» **Task description**
Tell how many lines below include the word "StatusCode". Only the number should appear.

Records supplied: Begin

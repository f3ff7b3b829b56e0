//! Errors surfaced by the guarded generation gateway.

use std::error::Error as StdError;

use thiserror::Error;

use warden_core::{Decision, GuardrailStage};

use crate::providers::ProviderError;

type BoxError = Box<dyn StdError + Send + Sync + 'static>;

/// A guardrail stopped the request.
///
/// Covers both genuine policy blocks and fail-safe stops synthesized when
/// the evaluator could not complete. For the latter, [`source`] returns the
/// evaluator error.
///
/// [`source`]: std::error::Error::source
#[derive(Error, Debug)]
#[error("{message}")]
pub struct GuardrailViolation {
    decision: Decision,
    stage: GuardrailStage,
    message: String,
    #[source]
    cause: Option<BoxError>,
}

impl GuardrailViolation {
    /// A genuine block: the evaluator returned a non-allowing decision.
    pub fn blocked(stage: GuardrailStage, decision: Decision) -> Self {
        let reason = decision.reason.as_deref().unwrap_or("policy violation");
        let message = format!("Guardrail blocked {}: {}", stage, reason);
        Self {
            decision,
            stage,
            message,
            cause: None,
        }
    }

    /// A fail-safe stop: the evaluator errored, timed out or was cancelled.
    pub fn pipeline_failure(stage: GuardrailStage, cause: impl Into<BoxError>) -> Self {
        let cause = cause.into();
        let decision = Decision::pipeline_failure(stage, &cause.to_string());
        let message = decision.reason.clone().unwrap_or_default();
        Self {
            decision,
            stage,
            message,
            cause: Some(cause),
        }
    }

    pub fn decision(&self) -> &Decision {
        &self.decision
    }

    pub fn stage(&self) -> GuardrailStage {
        self.stage
    }

    pub fn message(&self) -> &str {
        &self.message
    }

    /// The decision's reason, when one was given.
    pub fn reason(&self) -> Option<&str> {
        self.decision.reason.as_deref()
    }

    pub fn is_pipeline_failure(&self) -> bool {
        self.cause.is_some()
    }
}

/// Errors from [`GuardedGenerator::generate_guarded_text`].
///
/// [`GuardedGenerator::generate_guarded_text`]: crate::GuardedGenerator::generate_guarded_text
#[derive(Error, Debug)]
pub enum GuardedGenerationError {
    /// The request was rejected before any guardrail or backend call.
    #[error("{0}")]
    Validation(String),

    /// No usable backend.
    #[error("{0}")]
    Configuration(String),

    #[error(transparent)]
    Guardrail(#[from] GuardrailViolation),

    /// The backend failed or returned nothing usable.
    #[error("{message}")]
    Gateway {
        message: String,
        #[source]
        source: Option<ProviderError>,
    },
}

impl GuardedGenerationError {
    pub(crate) fn gateway(source: ProviderError) -> Self {
        Self::Gateway {
            message: source.to_string(),
            source: Some(source),
        }
    }

    pub(crate) fn empty_content() -> Self {
        Self::Gateway {
            message: "gateway returned empty content".to_string(),
            source: None,
        }
    }

    pub fn as_violation(&self) -> Option<&GuardrailViolation> {
        match self {
            Self::Guardrail(violation) => Some(violation),
            _ => None,
        }
    }
}
//! OpenAI-compatible chat completions backend.
//!
//! Works against any server exposing `POST {base_url}/chat/completions`
//! with the OpenAI request/response shape.
//!
//! ## Security
//!
//! The API key is held in an [`ApiCredential`] and only exposed when the
//! `Authorization` header is set.

use std::sync::Arc;
use std::time::Duration;

use async_trait::async_trait;
use serde::{Deserialize, Serialize};
use serde_json::Value as JsonValue;

use super::{
    factory::BackendFactory,
    secrets::{ApiCredential, CredentialSource},
    ChatCompletionRequest, ChatMessage, CompletionResult, GenerationBackend, ModelId,
    ProviderError, ResponseFormat,
};

/// Environment variable name for the API key.
pub const OPENAI_API_KEY_ENV: &str = "OPENAI_API_KEY";

const DEFAULT_BASE_URL: &str = "https://api.openai.com/v1";
const DEFAULT_MODEL: &str = "gpt-4o-mini";
const DEFAULT_TIMEOUT: Duration = Duration::from_secs(30);

/// OpenAI-compatible backend.
pub struct OpenAiCompatibleBackend {
    credential: ApiCredential,
    base_url: String,
    default_model: String,
    timeout: Duration,
    client: reqwest::Client,
}

impl std::fmt::Debug for OpenAiCompatibleBackend {
    fn fmt(&self, f: &mut std::fmt::Formatter<'_>) -> std::fmt::Result {
        f.debug_struct("OpenAiCompatibleBackend")
            .field("credential", &self.credential)
            .field("base_url", &self.base_url)
            .field("default_model", &self.default_model)
            .field("timeout", &self.timeout)
            .finish()
    }
}

impl OpenAiCompatibleBackend {
    /// Create a backend with an explicit key and default settings.
    pub fn new(api_key: impl Into<String>) -> Result<Self, ProviderError> {
        Ok(Self {
            credential: ApiCredential::new(api_key, CredentialSource::Programmatic, "OpenAI API key"),
            base_url: DEFAULT_BASE_URL.to_string(),
            default_model: DEFAULT_MODEL.to_string(),
            timeout: DEFAULT_TIMEOUT,
            client: build_client(DEFAULT_TIMEOUT)?,
        })
    }

    /// Create from JSON settings with environment fallback for the key.
    ///
    /// Recognised keys: `api_key`, `base_url`, `model`, `timeout` (humantime, e.g. "20s").
    pub fn from_config(settings: &JsonValue) -> Result<Self, ProviderError> {
        let credential = ApiCredential::from_config_or_env(
            settings,
            "api_key",
            OPENAI_API_KEY_ENV,
            "OpenAI API key",
        )?;

        let base_url = settings["base_url"]
            .as_str()
            .unwrap_or(DEFAULT_BASE_URL)
            .trim_end_matches('/')
            .to_string();

        let default_model = settings["model"]
            .as_str()
            .filter(|m| !m.trim().is_empty())
            .unwrap_or(DEFAULT_MODEL)
            .to_string();

        let timeout = match settings["timeout"].as_str() {
            Some(raw) => humantime::parse_duration(raw)
                .map_err(|e| ProviderError::NotConfigured(format!("invalid timeout '{}': {}", raw, e)))?,
            None => DEFAULT_TIMEOUT,
        };

        Ok(Self {
            credential,
            base_url,
            default_model,
            timeout,
            client: build_client(timeout)?,
        })
    }

    pub fn with_base_url(mut self, url: impl Into<String>) -> Self {
        self.base_url = url.into().trim_end_matches('/').to_string();
        self
    }

    pub fn with_default_model(mut self, model: impl Into<String>) -> Self {
        self.default_model = model.into();
        self
    }
}

fn build_client(timeout: Duration) -> Result<reqwest::Client, ProviderError> {
    reqwest::Client::builder()
        .timeout(timeout)
        .build()
        .map_err(|e| ProviderError::HttpError(e.to_string()))
}

/// Request body.
#[derive(Debug, Serialize)]
struct WireRequest<'a> {
    model: &'a str,
    messages: &'a [ChatMessage],
    #[serde(skip_serializing_if = "Option::is_none")]
    temperature: Option<f32>,
    #[serde(skip_serializing_if = "Option::is_none")]
    max_tokens: Option<u32>,
    #[serde(skip_serializing_if = "Option::is_none")]
    response_format: Option<WireResponseFormat>,
}

#[derive(Debug, Serialize)]
struct WireResponseFormat {
    #[serde(rename = "type")]
    type_: &'static str,
}

#[derive(Debug, Deserialize)]
struct WireError {
    error: WireErrorDetail,
}

#[derive(Debug, Deserialize)]
struct WireErrorDetail {
    message: String,
}

#[async_trait]
impl GenerationBackend for OpenAiCompatibleBackend {
    fn is_configured(&self) -> bool {
        !self.credential.is_empty()
    }

    fn resolve_model(&self, requested: Option<&str>) -> ModelId {
        match requested.map(str::trim).filter(|m| !m.is_empty()) {
            Some(model) => ModelId::new(model),
            None => ModelId::new(self.default_model.clone()),
        }
    }

    async fn create_chat_completion(
        &self,
        request: ChatCompletionRequest,
    ) -> Result<CompletionResult, ProviderError> {
        let body = WireRequest {
            model: request.model.as_str(),
            messages: &request.messages,
            temperature: request.temperature,
            max_tokens: request.max_tokens,
            response_format: match request.response_format {
                ResponseFormat::Json => Some(WireResponseFormat { type_: "json_object" }),
                ResponseFormat::Text => None,
            },
        };

        let response = self
            .client
            .post(format!("{}/chat/completions", self.base_url))
            .bearer_auth(self.credential.expose())
            .json(&body)
            .send()
            .await
            .map_err(|e| {
                if e.is_timeout() {
                    ProviderError::Timeout(self.timeout)
                } else {
                    ProviderError::HttpError(e.to_string())
                }
            })?;

        let status = response.status();

        if status == reqwest::StatusCode::TOO_MANY_REQUESTS {
            let retry_after = response
                .headers()
                .get("retry-after")
                .and_then(|v| v.to_str().ok())
                .and_then(|v| v.parse::<u64>().ok())
                .map(Duration::from_secs);
            return Err(ProviderError::RateLimited { retry_after });
        }

        if status == reqwest::StatusCode::UNAUTHORIZED {
            return Err(ProviderError::AuthError);
        }

        if !status.is_success() {
            let message = response
                .json::<WireError>()
                .await
                .map(|body| body.error.message)
                .unwrap_or_else(|e| format!("unreadable error body: {}", e));

            return Err(ProviderError::ApiError {
                status: status.as_u16(),
                message,
            });
        }

        response
            .json::<CompletionResult>()
            .await
            .map_err(|e| ProviderError::ParseError(e.to_string()))
    }

    fn name(&self) -> &str {
        "openai"
    }
}

/// Factory for [`OpenAiCompatibleBackend`].
///
/// ## Settings
/// ```json
/// {
///   "api_key": "sk-...",                 // Optional, falls back to OPENAI_API_KEY
///   "base_url": "https://...",           // Optional, any compatible endpoint
///   "model": "gpt-4o-mini",              // Optional default model
///   "timeout": "30s"                     // Optional HTTP timeout
/// }
/// ```
pub struct OpenAiBackendFactory;

impl BackendFactory for OpenAiBackendFactory {
    fn backend_type(&self) -> &'static str {
        "openai"
    }

    fn create(&self, settings: &JsonValue) -> Result<Arc<dyn GenerationBackend>, ProviderError> {
        Ok(Arc::new(OpenAiCompatibleBackend::from_config(settings)?))
    }

    fn validate_settings(&self, settings: &JsonValue) -> Result<(), ProviderError> {
        if !ApiCredential::is_available(settings, "api_key", OPENAI_API_KEY_ENV) {
            return Err(ProviderError::NotConfigured(format!(
                "OpenAI API key required: set 'api_key' in settings or {} env",
                OPENAI_API_KEY_ENV
            )));
        }

        if let Some(url) = settings["base_url"].as_str() {
            if !url.starts_with("http://") && !url.starts_with("https://") {
                return Err(ProviderError::NotConfigured(
                    "base_url must start with http:// or https://".to_string(),
                ));
            }
        }

        Ok(())
    }

    fn description(&self) -> &'static str {
        "OpenAI-compatible chat completions backend"
    }
}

Records supplied: End

» **Result of this exercise**
2